◆ WORK REQUIRED: Please retype, unchanged, each line from the top of the material below through the line where "pub const A64_FREG_NAMES: [&str;" appears.
# # #
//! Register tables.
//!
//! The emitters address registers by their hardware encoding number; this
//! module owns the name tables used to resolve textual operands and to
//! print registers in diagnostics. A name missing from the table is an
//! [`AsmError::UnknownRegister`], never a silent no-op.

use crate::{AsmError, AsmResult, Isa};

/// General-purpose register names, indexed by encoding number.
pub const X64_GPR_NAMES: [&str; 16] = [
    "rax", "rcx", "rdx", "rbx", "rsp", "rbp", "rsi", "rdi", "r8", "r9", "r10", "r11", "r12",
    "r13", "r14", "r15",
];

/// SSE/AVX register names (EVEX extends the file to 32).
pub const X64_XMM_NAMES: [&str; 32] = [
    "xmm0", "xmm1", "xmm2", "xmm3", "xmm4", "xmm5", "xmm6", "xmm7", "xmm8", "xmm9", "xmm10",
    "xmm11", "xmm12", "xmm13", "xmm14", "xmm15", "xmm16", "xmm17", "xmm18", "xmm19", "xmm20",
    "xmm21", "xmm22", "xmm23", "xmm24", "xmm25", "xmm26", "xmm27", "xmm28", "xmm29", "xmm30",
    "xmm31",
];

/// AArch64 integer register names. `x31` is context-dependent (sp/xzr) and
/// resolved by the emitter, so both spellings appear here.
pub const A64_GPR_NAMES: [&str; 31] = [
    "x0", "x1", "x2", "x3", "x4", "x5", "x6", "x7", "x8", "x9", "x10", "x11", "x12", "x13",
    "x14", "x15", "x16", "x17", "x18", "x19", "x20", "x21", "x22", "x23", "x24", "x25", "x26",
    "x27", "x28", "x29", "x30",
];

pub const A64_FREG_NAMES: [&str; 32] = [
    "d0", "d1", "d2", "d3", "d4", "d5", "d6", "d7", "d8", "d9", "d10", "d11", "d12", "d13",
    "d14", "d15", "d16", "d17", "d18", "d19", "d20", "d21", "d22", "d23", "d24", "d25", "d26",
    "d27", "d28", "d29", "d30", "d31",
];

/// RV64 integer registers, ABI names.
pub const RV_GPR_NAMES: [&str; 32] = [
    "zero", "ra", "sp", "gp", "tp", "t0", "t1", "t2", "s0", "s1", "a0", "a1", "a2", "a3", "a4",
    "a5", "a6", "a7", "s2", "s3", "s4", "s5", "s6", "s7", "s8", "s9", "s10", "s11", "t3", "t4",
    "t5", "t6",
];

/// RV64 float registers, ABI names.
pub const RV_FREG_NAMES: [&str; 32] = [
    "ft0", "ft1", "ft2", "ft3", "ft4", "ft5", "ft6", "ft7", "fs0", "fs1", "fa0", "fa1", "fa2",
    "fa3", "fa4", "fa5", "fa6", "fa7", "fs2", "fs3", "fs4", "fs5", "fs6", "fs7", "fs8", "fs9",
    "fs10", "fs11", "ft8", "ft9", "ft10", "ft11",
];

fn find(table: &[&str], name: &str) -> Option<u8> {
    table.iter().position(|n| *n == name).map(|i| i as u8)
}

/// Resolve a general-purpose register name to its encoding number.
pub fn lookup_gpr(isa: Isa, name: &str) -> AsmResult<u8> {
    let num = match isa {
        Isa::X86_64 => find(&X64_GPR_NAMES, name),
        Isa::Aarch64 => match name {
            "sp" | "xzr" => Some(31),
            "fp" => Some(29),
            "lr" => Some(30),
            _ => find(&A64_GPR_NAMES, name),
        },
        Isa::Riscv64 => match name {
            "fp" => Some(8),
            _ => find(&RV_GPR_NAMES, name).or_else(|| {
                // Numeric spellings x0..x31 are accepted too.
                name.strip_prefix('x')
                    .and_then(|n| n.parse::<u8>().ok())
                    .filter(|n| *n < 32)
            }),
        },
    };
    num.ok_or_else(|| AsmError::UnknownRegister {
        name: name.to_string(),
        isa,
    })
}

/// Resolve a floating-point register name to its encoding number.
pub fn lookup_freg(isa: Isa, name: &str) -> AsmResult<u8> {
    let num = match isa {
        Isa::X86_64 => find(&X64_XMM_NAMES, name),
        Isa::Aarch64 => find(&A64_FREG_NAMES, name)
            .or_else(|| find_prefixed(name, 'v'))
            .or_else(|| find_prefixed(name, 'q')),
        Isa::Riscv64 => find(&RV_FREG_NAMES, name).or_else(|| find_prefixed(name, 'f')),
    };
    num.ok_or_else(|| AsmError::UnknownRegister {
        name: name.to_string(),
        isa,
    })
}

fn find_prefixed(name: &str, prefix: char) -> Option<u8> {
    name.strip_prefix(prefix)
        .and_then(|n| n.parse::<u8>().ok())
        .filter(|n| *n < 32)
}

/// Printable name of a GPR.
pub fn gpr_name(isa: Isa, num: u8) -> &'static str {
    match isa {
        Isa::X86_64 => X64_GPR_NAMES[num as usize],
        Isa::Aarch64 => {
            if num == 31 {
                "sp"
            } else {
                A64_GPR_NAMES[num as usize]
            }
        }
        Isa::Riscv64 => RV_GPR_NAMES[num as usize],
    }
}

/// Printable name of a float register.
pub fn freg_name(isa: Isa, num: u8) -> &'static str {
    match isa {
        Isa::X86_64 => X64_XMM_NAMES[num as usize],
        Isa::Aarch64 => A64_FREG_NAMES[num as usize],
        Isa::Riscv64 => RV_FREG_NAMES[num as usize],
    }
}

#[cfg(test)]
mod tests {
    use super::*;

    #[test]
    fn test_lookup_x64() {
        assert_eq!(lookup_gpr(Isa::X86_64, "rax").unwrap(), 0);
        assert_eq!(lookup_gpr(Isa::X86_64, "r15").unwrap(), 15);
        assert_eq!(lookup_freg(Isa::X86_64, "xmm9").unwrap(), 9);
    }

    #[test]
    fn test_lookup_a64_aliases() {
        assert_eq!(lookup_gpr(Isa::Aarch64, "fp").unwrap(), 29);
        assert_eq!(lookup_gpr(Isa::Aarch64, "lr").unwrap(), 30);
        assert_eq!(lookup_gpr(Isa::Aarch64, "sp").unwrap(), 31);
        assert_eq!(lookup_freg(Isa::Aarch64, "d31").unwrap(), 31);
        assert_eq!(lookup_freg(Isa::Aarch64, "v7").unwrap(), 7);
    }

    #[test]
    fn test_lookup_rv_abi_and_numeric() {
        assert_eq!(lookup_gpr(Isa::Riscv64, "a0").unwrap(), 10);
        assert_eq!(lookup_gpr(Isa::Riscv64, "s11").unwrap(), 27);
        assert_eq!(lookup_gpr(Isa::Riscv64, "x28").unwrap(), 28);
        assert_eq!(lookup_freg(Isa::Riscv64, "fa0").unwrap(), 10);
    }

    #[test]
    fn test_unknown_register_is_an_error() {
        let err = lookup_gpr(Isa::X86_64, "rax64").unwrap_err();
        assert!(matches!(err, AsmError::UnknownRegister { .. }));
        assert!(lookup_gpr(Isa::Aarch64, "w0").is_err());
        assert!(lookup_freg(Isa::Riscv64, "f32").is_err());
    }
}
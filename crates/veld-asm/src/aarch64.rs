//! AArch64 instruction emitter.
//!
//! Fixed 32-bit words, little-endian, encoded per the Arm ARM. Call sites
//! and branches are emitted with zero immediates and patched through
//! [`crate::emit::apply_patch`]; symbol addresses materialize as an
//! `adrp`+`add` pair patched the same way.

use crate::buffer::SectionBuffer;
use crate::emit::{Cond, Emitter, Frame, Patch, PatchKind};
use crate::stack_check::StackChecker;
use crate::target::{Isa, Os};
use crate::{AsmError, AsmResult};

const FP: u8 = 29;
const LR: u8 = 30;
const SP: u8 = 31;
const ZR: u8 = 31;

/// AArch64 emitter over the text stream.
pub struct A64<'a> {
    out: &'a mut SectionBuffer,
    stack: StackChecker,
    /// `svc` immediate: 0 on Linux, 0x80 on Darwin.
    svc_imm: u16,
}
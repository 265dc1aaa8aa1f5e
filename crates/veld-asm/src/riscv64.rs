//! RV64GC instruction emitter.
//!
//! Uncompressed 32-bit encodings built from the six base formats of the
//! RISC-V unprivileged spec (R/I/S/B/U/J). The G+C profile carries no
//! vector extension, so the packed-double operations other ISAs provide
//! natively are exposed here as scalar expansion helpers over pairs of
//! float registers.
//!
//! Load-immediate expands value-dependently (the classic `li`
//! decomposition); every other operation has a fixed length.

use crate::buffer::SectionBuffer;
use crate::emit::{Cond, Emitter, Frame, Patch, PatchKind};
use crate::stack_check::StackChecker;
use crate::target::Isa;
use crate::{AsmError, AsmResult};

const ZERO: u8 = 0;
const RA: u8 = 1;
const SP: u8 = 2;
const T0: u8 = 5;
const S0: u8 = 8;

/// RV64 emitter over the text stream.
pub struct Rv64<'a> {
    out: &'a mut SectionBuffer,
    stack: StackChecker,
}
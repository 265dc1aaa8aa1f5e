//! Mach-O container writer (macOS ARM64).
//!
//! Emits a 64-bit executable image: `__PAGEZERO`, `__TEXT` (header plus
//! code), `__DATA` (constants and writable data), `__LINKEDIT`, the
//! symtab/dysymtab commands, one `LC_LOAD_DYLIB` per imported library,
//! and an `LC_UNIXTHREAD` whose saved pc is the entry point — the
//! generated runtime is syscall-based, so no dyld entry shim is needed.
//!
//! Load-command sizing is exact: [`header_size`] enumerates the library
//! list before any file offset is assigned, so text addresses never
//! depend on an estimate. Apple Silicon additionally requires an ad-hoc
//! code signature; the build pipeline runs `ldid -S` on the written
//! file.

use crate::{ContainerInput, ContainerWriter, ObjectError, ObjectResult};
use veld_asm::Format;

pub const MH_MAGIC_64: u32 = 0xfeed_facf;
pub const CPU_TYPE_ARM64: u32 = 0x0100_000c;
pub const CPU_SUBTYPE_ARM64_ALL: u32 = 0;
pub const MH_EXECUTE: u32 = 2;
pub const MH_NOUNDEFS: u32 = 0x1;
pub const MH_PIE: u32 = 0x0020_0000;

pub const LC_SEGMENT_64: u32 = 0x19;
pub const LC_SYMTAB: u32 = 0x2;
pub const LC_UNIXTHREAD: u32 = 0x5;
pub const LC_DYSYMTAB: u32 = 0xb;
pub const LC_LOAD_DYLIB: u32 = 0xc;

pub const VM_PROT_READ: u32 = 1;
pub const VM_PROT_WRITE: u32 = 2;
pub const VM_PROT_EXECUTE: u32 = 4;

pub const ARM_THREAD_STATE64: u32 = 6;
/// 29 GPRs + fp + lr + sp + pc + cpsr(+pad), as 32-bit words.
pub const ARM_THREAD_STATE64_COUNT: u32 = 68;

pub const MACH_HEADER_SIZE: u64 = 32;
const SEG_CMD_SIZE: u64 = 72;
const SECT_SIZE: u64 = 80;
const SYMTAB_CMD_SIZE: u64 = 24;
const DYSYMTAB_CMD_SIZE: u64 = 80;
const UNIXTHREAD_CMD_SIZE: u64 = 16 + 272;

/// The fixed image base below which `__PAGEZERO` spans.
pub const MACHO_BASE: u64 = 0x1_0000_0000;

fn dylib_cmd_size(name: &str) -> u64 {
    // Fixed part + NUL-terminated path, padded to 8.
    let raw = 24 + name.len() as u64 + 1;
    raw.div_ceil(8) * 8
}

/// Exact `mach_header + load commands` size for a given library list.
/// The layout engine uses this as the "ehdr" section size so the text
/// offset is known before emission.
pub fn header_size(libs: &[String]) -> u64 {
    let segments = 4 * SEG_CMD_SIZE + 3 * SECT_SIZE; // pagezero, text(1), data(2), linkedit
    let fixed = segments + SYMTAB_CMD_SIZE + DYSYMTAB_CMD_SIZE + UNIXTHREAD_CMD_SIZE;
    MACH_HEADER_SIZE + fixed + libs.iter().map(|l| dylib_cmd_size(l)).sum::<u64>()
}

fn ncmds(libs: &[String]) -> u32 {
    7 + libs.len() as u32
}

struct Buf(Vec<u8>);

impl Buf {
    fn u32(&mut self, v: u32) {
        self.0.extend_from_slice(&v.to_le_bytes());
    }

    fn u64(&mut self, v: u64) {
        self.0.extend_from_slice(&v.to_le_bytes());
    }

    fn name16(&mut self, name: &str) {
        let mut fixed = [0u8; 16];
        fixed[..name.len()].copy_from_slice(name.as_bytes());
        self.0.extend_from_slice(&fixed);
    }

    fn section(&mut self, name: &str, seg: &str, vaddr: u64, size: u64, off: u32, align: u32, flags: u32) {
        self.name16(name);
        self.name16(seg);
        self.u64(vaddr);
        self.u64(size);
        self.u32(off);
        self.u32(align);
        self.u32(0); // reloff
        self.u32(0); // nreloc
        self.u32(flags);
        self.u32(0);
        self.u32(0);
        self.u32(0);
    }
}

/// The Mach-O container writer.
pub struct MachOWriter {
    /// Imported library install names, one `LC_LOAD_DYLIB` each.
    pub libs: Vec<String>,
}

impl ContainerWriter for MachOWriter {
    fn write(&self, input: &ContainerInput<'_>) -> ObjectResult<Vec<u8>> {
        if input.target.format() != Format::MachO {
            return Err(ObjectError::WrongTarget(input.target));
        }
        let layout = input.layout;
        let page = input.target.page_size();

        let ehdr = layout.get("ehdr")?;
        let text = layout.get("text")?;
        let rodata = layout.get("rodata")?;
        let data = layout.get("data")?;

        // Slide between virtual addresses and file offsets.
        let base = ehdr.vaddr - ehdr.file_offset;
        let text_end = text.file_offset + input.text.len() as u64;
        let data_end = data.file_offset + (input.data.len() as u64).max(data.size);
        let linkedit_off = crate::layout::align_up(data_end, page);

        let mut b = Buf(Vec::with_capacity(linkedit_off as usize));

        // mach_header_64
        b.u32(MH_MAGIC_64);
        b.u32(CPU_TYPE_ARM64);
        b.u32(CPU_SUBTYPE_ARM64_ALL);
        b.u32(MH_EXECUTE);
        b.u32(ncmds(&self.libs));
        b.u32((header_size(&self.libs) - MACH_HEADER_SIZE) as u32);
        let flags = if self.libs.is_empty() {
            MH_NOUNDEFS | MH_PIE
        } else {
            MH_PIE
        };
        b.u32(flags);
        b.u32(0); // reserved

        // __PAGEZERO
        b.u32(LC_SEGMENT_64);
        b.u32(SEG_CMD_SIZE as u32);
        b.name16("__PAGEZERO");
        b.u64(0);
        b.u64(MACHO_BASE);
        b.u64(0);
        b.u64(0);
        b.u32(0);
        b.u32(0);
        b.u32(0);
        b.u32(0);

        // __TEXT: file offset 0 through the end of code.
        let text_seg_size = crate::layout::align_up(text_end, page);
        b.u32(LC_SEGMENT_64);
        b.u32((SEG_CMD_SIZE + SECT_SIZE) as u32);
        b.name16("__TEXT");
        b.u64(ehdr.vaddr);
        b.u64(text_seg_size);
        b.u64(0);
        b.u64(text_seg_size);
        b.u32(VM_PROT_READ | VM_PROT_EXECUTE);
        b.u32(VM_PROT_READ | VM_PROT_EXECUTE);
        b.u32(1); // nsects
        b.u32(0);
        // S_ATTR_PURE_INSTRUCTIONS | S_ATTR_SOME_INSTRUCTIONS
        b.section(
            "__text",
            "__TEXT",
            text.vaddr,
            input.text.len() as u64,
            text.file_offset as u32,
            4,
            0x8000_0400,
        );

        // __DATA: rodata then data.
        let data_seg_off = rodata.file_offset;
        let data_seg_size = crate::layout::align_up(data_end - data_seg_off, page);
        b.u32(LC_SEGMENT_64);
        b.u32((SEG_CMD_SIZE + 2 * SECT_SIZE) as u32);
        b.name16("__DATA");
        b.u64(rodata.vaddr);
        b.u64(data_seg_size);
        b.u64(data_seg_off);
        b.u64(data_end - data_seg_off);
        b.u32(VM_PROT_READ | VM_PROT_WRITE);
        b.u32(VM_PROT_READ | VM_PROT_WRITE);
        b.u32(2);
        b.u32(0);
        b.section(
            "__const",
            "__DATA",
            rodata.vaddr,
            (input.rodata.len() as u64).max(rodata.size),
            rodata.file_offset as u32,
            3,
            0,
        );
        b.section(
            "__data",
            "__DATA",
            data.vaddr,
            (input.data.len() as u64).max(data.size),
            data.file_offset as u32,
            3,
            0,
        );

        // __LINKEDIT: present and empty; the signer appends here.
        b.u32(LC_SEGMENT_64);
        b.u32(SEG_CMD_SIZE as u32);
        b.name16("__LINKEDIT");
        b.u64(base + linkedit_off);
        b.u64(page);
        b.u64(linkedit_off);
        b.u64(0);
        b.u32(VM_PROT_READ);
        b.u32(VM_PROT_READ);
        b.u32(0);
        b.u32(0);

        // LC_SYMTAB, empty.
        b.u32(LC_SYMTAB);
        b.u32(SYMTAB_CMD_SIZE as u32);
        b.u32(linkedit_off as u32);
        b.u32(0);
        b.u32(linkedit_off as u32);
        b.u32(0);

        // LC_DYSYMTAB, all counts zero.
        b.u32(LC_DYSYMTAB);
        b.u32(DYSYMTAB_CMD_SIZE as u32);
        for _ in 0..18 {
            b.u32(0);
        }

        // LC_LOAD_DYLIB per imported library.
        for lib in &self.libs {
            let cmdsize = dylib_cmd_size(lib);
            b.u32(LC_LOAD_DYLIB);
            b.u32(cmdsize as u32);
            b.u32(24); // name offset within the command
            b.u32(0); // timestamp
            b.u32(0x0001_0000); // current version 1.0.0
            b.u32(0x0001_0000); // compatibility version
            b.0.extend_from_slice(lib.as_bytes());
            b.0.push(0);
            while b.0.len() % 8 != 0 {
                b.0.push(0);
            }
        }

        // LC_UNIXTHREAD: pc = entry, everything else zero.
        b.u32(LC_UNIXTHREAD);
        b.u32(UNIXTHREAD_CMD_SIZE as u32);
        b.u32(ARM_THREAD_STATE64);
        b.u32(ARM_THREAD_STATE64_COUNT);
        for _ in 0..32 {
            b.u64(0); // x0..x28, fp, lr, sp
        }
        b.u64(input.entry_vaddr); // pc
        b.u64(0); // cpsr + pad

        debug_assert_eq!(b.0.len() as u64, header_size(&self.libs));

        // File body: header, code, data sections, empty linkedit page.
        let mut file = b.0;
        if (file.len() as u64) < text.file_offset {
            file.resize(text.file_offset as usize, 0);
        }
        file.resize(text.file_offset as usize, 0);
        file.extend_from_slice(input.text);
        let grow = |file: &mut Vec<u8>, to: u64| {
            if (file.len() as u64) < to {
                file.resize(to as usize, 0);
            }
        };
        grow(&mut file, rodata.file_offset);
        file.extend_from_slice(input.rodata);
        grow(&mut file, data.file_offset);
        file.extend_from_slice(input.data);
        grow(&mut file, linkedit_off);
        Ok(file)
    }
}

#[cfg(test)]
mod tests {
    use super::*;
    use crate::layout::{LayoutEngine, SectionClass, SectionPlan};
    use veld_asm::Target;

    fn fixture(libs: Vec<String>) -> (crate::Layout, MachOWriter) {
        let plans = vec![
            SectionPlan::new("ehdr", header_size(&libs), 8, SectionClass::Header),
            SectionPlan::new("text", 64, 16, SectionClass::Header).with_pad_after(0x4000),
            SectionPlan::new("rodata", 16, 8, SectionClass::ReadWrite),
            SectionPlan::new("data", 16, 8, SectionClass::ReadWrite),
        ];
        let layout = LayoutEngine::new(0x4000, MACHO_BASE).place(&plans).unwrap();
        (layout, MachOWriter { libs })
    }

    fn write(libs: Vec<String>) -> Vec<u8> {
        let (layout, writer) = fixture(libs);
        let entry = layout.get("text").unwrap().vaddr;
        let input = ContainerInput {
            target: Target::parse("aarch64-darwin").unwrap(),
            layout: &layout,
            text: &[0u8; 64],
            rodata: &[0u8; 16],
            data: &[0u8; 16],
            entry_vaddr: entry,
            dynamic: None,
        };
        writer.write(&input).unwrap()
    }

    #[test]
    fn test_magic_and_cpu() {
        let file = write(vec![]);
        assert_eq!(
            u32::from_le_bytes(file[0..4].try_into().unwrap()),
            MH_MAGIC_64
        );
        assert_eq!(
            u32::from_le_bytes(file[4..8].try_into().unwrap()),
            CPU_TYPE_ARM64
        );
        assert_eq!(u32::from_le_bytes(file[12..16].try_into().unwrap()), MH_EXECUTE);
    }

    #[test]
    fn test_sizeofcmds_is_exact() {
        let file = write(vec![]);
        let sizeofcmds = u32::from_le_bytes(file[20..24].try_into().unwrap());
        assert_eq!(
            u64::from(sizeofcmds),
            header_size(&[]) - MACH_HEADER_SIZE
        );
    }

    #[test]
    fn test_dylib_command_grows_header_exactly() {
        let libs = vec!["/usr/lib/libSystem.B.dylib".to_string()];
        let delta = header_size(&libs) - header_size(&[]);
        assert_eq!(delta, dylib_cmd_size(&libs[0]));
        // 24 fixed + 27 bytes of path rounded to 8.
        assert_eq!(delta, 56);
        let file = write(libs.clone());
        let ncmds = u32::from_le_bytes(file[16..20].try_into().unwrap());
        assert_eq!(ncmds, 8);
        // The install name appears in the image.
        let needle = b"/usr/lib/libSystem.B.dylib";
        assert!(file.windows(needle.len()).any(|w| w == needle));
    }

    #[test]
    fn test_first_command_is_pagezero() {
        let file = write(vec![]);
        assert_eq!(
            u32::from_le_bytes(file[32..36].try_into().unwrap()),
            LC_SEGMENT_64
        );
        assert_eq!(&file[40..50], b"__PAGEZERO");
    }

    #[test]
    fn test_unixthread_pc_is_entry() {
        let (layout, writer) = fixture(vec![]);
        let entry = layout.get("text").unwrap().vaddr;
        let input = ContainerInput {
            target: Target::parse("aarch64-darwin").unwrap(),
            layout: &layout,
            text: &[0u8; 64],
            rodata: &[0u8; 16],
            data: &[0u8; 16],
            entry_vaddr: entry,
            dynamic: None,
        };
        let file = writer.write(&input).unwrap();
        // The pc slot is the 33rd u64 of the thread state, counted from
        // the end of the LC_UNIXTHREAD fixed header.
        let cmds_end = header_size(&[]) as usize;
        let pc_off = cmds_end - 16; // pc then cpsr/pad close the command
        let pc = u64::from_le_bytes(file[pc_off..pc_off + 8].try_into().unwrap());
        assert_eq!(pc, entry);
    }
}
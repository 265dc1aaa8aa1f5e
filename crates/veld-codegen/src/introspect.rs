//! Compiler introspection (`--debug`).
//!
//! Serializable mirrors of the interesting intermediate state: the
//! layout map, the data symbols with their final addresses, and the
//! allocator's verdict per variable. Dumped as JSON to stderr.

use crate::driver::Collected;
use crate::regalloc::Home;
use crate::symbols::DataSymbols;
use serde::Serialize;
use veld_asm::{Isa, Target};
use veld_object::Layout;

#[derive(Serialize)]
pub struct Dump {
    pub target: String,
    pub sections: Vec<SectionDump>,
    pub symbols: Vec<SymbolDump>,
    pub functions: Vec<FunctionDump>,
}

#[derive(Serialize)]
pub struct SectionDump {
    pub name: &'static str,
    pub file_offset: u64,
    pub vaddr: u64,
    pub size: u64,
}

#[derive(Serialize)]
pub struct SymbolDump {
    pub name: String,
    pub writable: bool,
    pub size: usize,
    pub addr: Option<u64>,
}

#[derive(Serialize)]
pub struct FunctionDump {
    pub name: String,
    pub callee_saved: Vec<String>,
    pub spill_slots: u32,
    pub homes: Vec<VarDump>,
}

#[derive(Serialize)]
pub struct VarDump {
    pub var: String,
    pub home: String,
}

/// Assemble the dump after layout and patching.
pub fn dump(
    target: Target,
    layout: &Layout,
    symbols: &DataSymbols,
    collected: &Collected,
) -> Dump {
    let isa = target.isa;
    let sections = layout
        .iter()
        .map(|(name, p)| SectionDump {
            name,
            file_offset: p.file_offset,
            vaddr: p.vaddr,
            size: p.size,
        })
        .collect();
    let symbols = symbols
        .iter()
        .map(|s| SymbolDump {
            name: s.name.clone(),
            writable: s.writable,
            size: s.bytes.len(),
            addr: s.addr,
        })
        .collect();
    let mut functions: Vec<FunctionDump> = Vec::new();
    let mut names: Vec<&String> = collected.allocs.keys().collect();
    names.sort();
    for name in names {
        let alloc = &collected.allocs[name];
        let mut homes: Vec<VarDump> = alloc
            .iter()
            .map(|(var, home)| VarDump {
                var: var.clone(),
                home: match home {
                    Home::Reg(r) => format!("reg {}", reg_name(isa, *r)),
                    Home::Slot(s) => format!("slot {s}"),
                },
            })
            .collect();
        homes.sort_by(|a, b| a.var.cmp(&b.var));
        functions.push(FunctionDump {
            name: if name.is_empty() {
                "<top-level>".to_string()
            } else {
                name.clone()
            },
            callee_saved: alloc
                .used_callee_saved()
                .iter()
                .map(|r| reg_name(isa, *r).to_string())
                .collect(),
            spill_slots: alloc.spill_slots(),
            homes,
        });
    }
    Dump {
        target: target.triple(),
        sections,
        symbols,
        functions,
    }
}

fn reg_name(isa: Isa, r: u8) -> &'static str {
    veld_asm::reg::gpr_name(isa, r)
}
# # #
◆ RESPONSE TO THIS TASK:
//! Register tables.
//!
//! The emitters address registers by their hardware encoding number; this
//! module owns the name tables used to resolve textual operands and to
//! print registers in diagnostics. A name missing from the table is an
//! [`AsmError::UnknownRegister`], never a silent no-op.

use crate::{AsmError, AsmResult, Isa};

/// General-purpose register names, indexed by encoding number.
pub const X64_GPR_NAMES: [&str; 16] = [
    "rax", "rcx", "rdx", "rbx", "rsp", "rbp", "rsi", "rdi", "r8", "r9", "r10", "r11", "r12",
    "r13", "r14", "r15",
];

/// SSE/AVX register names (EVEX extends the file to 32).
pub const X64_XMM_NAMES: [&str; 32] = [
    "xmm0", "xmm1", "xmm2", "xmm3", "xmm4", "xmm5", "xmm6", "xmm7", "xmm8", "xmm9", "xmm10",
    "xmm11", "xmm12", "xmm13", "xmm14", "xmm15", "xmm16", "xmm17", "xmm18", "xmm19", "xmm20",
    "xmm21", "xmm22", "xmm23", "xmm24", "xmm25", "xmm26", "xmm27", "xmm28", "xmm29", "xmm30",
    "xmm31",
];

/// AArch64 integer register names. `x31` is context-dependent (sp/xzr) and
/// resolved by the emitter, so both spellings appear here.
pub const A64_GPR_NAMES: [&str; 31] = [
    "x0", "x1", "x2", "x3", "x4", "x5", "x6", "x7", "x8", "x9", "x10", "x11", "x12", "x13",
    "x14", "x15", "x16", "x17", "x18", "x19", "x20", "x21", "x22", "x23", "x24", "x25", "x26",
    "x27", "x28", "x29", "x30",
];

pub const A64_FREG_NAMES: [&str; 32] = [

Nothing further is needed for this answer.